(Collected data)

▬▬▬▬▬▬▬▬▬▬

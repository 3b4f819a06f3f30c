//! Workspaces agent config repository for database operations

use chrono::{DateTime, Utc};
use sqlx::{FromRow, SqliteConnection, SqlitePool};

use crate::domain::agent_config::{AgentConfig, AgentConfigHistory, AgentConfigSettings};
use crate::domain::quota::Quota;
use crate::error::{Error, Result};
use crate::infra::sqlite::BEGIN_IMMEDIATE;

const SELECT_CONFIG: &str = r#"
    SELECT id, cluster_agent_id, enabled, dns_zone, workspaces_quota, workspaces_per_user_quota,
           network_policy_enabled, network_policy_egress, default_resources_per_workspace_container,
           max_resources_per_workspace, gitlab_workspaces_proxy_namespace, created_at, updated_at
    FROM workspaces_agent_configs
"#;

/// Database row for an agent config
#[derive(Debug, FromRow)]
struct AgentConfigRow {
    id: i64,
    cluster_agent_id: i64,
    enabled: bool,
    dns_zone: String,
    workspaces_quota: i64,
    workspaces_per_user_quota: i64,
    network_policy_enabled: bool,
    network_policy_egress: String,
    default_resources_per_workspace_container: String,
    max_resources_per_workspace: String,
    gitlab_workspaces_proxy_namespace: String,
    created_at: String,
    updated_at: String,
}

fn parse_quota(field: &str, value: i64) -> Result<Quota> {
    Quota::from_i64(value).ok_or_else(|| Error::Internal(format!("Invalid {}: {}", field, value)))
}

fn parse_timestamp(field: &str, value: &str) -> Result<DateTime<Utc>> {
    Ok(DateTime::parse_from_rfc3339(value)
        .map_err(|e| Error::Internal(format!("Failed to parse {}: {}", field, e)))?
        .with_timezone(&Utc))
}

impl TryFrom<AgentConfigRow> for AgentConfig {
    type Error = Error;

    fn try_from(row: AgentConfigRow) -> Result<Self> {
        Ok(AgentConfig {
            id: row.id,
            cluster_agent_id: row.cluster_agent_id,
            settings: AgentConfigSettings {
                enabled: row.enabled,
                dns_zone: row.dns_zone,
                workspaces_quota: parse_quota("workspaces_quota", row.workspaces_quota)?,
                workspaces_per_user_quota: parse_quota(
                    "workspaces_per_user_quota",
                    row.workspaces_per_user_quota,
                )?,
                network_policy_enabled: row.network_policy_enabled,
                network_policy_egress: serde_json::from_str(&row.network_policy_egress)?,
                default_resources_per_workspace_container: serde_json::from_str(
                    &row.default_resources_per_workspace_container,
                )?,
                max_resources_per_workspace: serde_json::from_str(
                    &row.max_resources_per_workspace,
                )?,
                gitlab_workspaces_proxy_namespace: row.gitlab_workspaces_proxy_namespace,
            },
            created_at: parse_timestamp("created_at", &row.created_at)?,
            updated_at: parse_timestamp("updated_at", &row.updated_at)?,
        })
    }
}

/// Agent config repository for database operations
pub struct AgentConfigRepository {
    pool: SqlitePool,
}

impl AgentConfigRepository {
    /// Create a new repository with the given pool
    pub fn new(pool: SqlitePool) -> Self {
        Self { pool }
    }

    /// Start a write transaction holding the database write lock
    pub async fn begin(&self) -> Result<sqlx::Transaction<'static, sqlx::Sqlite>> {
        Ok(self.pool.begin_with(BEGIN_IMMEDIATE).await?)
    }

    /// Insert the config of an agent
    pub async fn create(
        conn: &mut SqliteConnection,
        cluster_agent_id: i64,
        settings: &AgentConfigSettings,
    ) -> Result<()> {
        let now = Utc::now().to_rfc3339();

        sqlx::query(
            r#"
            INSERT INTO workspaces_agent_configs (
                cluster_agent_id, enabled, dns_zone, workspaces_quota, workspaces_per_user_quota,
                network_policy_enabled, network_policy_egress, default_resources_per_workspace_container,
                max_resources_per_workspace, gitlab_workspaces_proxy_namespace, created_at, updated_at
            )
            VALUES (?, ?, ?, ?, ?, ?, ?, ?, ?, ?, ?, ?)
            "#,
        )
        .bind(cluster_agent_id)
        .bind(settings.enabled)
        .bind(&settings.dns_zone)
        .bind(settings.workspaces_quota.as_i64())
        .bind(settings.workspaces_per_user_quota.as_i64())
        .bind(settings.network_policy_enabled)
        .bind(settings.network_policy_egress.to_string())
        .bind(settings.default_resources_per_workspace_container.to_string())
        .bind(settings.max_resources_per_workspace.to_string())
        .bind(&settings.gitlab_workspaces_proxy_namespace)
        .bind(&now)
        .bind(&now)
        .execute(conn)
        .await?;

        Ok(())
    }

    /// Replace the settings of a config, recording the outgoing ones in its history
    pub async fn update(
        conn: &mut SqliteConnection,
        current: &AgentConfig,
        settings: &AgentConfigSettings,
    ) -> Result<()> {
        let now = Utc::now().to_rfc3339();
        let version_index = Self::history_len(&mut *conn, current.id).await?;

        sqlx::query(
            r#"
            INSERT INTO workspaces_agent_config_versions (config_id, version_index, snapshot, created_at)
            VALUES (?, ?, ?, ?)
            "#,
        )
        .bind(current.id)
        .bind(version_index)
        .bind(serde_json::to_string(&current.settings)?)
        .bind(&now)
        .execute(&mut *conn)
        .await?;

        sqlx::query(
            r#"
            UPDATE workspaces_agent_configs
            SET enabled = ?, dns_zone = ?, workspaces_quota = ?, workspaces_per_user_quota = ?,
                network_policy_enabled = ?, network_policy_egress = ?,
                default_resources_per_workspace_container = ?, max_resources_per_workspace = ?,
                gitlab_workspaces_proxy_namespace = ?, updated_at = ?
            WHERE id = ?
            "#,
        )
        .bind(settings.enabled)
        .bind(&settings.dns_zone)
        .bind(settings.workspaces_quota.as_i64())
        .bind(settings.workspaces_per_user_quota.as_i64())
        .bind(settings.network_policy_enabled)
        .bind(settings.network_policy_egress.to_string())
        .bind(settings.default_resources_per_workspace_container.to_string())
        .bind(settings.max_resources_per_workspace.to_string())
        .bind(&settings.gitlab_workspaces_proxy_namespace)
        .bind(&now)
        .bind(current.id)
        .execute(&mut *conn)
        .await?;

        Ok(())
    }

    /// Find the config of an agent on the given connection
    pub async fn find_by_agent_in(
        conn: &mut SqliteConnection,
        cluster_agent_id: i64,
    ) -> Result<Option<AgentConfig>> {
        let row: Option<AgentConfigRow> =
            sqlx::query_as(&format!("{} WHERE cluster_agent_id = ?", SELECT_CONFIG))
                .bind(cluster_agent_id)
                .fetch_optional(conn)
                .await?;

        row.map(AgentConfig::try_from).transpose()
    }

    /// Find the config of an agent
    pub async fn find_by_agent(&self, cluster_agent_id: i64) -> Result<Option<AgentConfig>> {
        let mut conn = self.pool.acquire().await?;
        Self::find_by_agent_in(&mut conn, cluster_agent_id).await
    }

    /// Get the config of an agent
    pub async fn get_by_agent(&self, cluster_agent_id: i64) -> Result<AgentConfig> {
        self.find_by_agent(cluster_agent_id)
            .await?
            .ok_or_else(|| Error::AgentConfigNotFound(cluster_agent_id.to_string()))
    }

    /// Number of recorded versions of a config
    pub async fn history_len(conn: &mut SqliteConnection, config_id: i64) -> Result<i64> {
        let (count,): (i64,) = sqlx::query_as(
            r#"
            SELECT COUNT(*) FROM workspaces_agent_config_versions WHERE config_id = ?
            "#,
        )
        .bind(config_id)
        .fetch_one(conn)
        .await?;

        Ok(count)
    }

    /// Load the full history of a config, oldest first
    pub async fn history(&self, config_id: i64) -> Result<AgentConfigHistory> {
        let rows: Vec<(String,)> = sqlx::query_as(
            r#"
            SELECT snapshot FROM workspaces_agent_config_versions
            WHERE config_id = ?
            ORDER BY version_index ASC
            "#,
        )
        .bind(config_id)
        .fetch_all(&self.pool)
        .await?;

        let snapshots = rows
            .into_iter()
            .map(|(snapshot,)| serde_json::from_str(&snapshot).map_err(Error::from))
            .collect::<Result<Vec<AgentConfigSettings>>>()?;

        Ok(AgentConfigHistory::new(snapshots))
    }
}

▬▬▬▬▬▬▬▬▬▬

REQUIRED WORK —
Gather up, from the records above, each line where the word "Internal" appears.

RESULT —
    Quota::from_i64(value).ok_or_else(|| Error::Internal(format!("Invalid {}: {}", field, value)))
        .map_err(|e| Error::Internal(format!("Failed to parse {}: {}", field, e)))?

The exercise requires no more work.